The latest figures reveal that Hyperliquid's total Open Interest hit a staggering $11.07 billion as of July 13, 2026. This milestone marks the highest level recorded this year. A significant contributor, the HIP-3 markets, accounted for $3.69 billion of this total. However, recent reports indicate that the newly launched Ethereum Layer-2, Robinhood Chain, has overtaken Hyperliquid and BNB, generating greater daily speculative interest.

Robinhood Chain's rise has been partly attributed to viral memecoin launches like CashCat, yet it remains uncertain whether this high volume can be maintained amidst fluctuating memecoin speculation.

Current Market Dynamics

Despite the recent surge in interest, Hyperliquid maintains a market-proven reputation. Observations suggest that July may bring challenges for the token's price trends. The current bullish structure for HYPE remains in play, having previously breached a swing high of $59.412 in May, following which it reached a new high of $76.955.
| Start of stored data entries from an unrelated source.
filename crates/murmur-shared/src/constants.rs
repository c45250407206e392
use std::net::{Ipv4Addr, SocketAddr, SocketAddrV4};

/// Application name
pub const APP_NAME: &str = "murmur";

/// AES block size in bytes
pub const BLOCK_SIZE: usize = 16;

/// Symmetric key size in bytes (AES-256 and XChaCha20-Poly1305)
pub const SYMMETRIC_KEY_SIZE: usize = 32;

/// XChaCha20-Poly1305 nonce size in bytes
pub const NONCE_SIZE: usize = 24;

/// X25519 public key size in bytes
pub const PUBKEY_SIZE: usize = 32;

/// Length of a contact's shared secret
pub const SECRET_SIZE: usize = 32;

/// Maximum length of a display name, local or peer-reported, in characters
pub const NAME_MAX_LEN: usize = 32;

/// Maximum length of a greeting received with an introduction, in characters
pub const HELLO_MAX_LEN: usize = 1024;

/// Session keys older than this are regenerated before the next delivery
pub const SESSION_KEY_LIFETIME_SECS: i64 = 3600;

/// Minimum spacing between two outbound attempts for the same contact
pub const RETRY_COOLDOWN_SECS: i64 = 20;

/// Default reconciliation tick
pub const SCHEDULER_TICK_SECS: u64 = 10;

/// Timeout of a single outbound wire request
pub const TRANSPORT_TIMEOUT_SECS: u64 = 30;

/// How long opening the storage file may wait on a lock
pub const STORE_OPEN_TIMEOUT_SECS: u64 = 10;

/// Port the onion service exposes to peers
pub const ONION_PORT: u16 = 80;

/// Default local listen address for inbound wire requests
pub const DEFAULT_LISTEN_ADDR: SocketAddr =
    SocketAddr::V4(SocketAddrV4::new(Ipv4Addr::LOCALHOST, 6060));

/// Default SOCKS proxy of a local Tor client
pub const DEFAULT_SOCKS_PROXY: &str = "socks5h://127.0.0.1:9050";

/// Schema tag written into every persisted JSON record
pub const RECORD_VERSION: u32 = 1;

/// Key derivation contexts (BLAKE3)
pub const KDF_CONTEXT_STORE_KEY: &str = "murmur-store-key-v1";
pub const KDF_CONTEXT_SEALED_BOX: &str = "murmur-sealed-box-v1";
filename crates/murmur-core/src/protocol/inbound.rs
//! Handlers for requests arriving from peers.
//!
//! Every handler answers with a plain yes/no. Failures are logged here and
//! never reach the wire.

use async_trait::async_trait;
use tracing::{debug, info};

use murmur_net::InboundHandler;
use murmur_shared::crypto;
use murmur_shared::protocol::{
    decode_id, ConfirmKeyRequest, DeliverRequest, DeliveredMessage, IntroduceAnswer,
    IntroduceRequest, SealedBody, SessionKeyProposal,
};
use murmur_shared::types::ContactId;

use crate::contact::Introduction;
use crate::error::{CoreError, Result};
use crate::events::CoreEvent;
use crate::node::Node;

impl Node {
    fn handle_introduce(&self, request: IntroduceRequest) -> Result<ContactId> {
        if request.public_key == self.public_key() {
            return Err(CoreError::DuplicateContact);
        }

        // A repeat of an introduction we already accepted gets the same
        // answer again; the first one may have been lost.
        if let Some(existing) = self.registry().find_by_address(&request.address)? {
            let same_key = existing.public_key == Some(request.public_key);
            if same_key && crypto::secrets_equal(&existing.secret_pass, &request.shared_secret) {
                debug!(contact = %existing.id, "repeated introduction");
                return Ok(existing.id);
            }
            return Err(CoreError::DuplicateContact);
        }

        let contact = self.registry().accept_introduction(Introduction {
            address: request.address,
            public_key: request.public_key,
            hello: request.hello,
            name: request.name,
            secret: request.shared_secret,
            remote_id: request.proposed_remote_id,
        })?;
        self.events.emit(CoreEvent::ContactAdded { contact: contact.id });
        Ok(contact.id)
    }

    fn handle_confirm_key(&self, request: ConfirmKeyRequest) -> Result<()> {
        let secret = self.identity().open(&request.secret_encrypted)?;
        let remote_id = decode_id(&self.identity().open(&request.remote_id_encrypted)?)
            .ok_or_else(|| CoreError::Malformed("remote id".into()))?;

        let contact = self
            .registry()
            .find_by_secret(&secret)?
            .ok_or(CoreError::SecretMismatch)?;
        self.registry()
            .register_public_key(contact.id, request.public_key, &secret, remote_id, &request.name)?;

        let stage = self.registry().contact(contact.id)?.stage();
        info!(contact = %contact.id, "peer key received");
        self.events.emit(CoreEvent::HandshakeProgress {
            contact: contact.id,
            stage,
        });
        Ok(())
    }

    fn handle_set_session_key(&self, body: SealedBody) -> Result<()> {
        let proposal: SessionKeyProposal = serde_json::from_slice(&self.identity().open(&body.0)?)?;
        self.registry()
            .install_session_key(proposal.remote_id, &proposal.secret, proposal.session_key)?;
        debug!(contact = %proposal.remote_id, "session key installed");
        Ok(())
    }

    fn handle_deliver(&self, request: DeliverRequest) -> Result<usize> {
        let contact = self.registry().contact(request.remote_id)?;
        let session_key = contact.session_key.ok_or(CoreError::NoSessionKey)?;
        let batch: Vec<DeliveredMessage> =
            serde_json::from_slice(&crypto::decrypt(&session_key, &request.batch)?)?;

        let stored = self.registry().append_received(&contact, batch)?;
        for message in &stored {
            self.events.emit(CoreEvent::MessageReceived {
                contact: contact.id,
                message: message.id,
            });
        }
        info!(contact = %contact.id, stored = stored.len(), "messages received");
        Ok(stored.len())
    }
}

#[async_trait]
impl InboundHandler for Node {
    async fn introduce(&self, request: IntroduceRequest) -> IntroduceAnswer {
        match self.handle_introduce(request) {
            Ok(id) => IntroduceAnswer::accepted(id),
            Err(e) => {
                self.absorb("inbound introduce", None, &e);
                IntroduceAnswer::rejected()
            }
        }
    }

    async fn confirm_key(&self, request: ConfirmKeyRequest) -> bool {
        self.handle_confirm_key(request)
            .map_err(|e| self.absorb("inbound confirm-key", None, &e))
            .is_ok()
    }

    async fn set_session_key(&self, request: SealedBody) -> bool {
        self.handle_set_session_key(request)
            .map_err(|e| self.absorb("inbound set-session-key", None, &e))
            .is_ok()
    }

    async fn deliver(&self, request: DeliverRequest) -> bool {
        let contact = request.remote_id;
        self.handle_deliver(request)
            .map_err(|e| self.absorb("inbound deliver", Some(contact), &e))
            .is_ok()
    }
}
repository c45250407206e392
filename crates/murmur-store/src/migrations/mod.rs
//! Database migration runner.
//!
//! Migrations are executed in order on every [`Database::open_at`] call.
//! Each migration is guarded by a `user_version` pragma so it runs exactly
//! once.
//!
//! [`Database::open_at`]: crate::Database::open_at

pub mod v001_initial;

use rusqlite::Connection;

use crate::error::{Result, StoreError};

/// Current schema version.  Bump this and add a new migration module whenever
/// the schema changes.
const CURRENT_VERSION: u32 = 1;

/// Run all pending migrations against the open connection.
pub fn run_migrations(conn: &Connection) -> Result<()> {
    let current: u32 = conn.pragma_query_value(None, "user_version", |row| row.get(0))?;

    tracing::info!(
        current_version = current,
        target_version = CURRENT_VERSION,
        "checking database migrations"
    );

    if current > CURRENT_VERSION {
        return Err(StoreError::Migration(format!(
            "database schema v{current} is newer than this build (v{CURRENT_VERSION})"
        )));
    }

    if current < 1 {
        tracing::info!("applying migration v001_initial");
        v001_initial::up(conn).map_err(|e| StoreError::Migration(e.to_string()))?;
        conn.pragma_update(None, "user_version", 1)?;
    }

    Ok(())
}
use thiserror::Error;

/// Errors produced by the network layer.
#[derive(Debug, Error)]
pub enum NetError {
    /// The peer could not be reached or the request timed out.
    #[error("Peer unreachable: {0}")]
    Unreachable(String),

    /// The peer answered with a non-success HTTP status.
    #[error("Peer answered with status {0}")]
    Status(u16),

    /// The peer's answer was not the expected JSON document.
    #[error("Malformed answer: {0}")]
    Malformed(#[from] serde_json::Error),

    /// The proxy URL could not be used.
    #[error("Invalid proxy: {0}")]
    Proxy(String),

    /// HTTP client construction or request failure.
    #[error("HTTP error: {0}")]
    Http(#[from] reqwest::Error),

    /// Binding or serving the inbound listener failed.
    #[error("IO error: {0}")]
    Io(#[from] std::io::Error),
}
Fibonacci retracement levels indicate a 'golden pocket' for swing traders located in the $32.56-$42.05 range. This area signifies a potential trend resumption zone based on the 61.8%-78.6% retracement levels. While HYPE is currently distant from this retracement zone, the momentum indicators portray a mixed picture; the Chaikin Money Flow (CMF) sits above +0.05, indicating steady buying support, while the On-Balance Volume (OBV) shows a positive trend.

Price Analysis and Trader Strategy

Recently, HYPE has been trapped in a trading range between $53.3 and $74.6, with the token currently trading below the mid-range support of $64. This hints at a potential decline towards the lower range. The CMF's -0.14 reading and the MACD's bearish crossover reinforce a growing downward momentum.

Traders are advised to monitor for a drop towards the $53-$54 mark, which may present a buying opportunity. Additionally, the $60 round-number level could potentially offer a bounce. Observing these levels will be crucial before considering any long-term corrections toward the $32 area.

This article is for informational purposes only and should not be considered financial advice.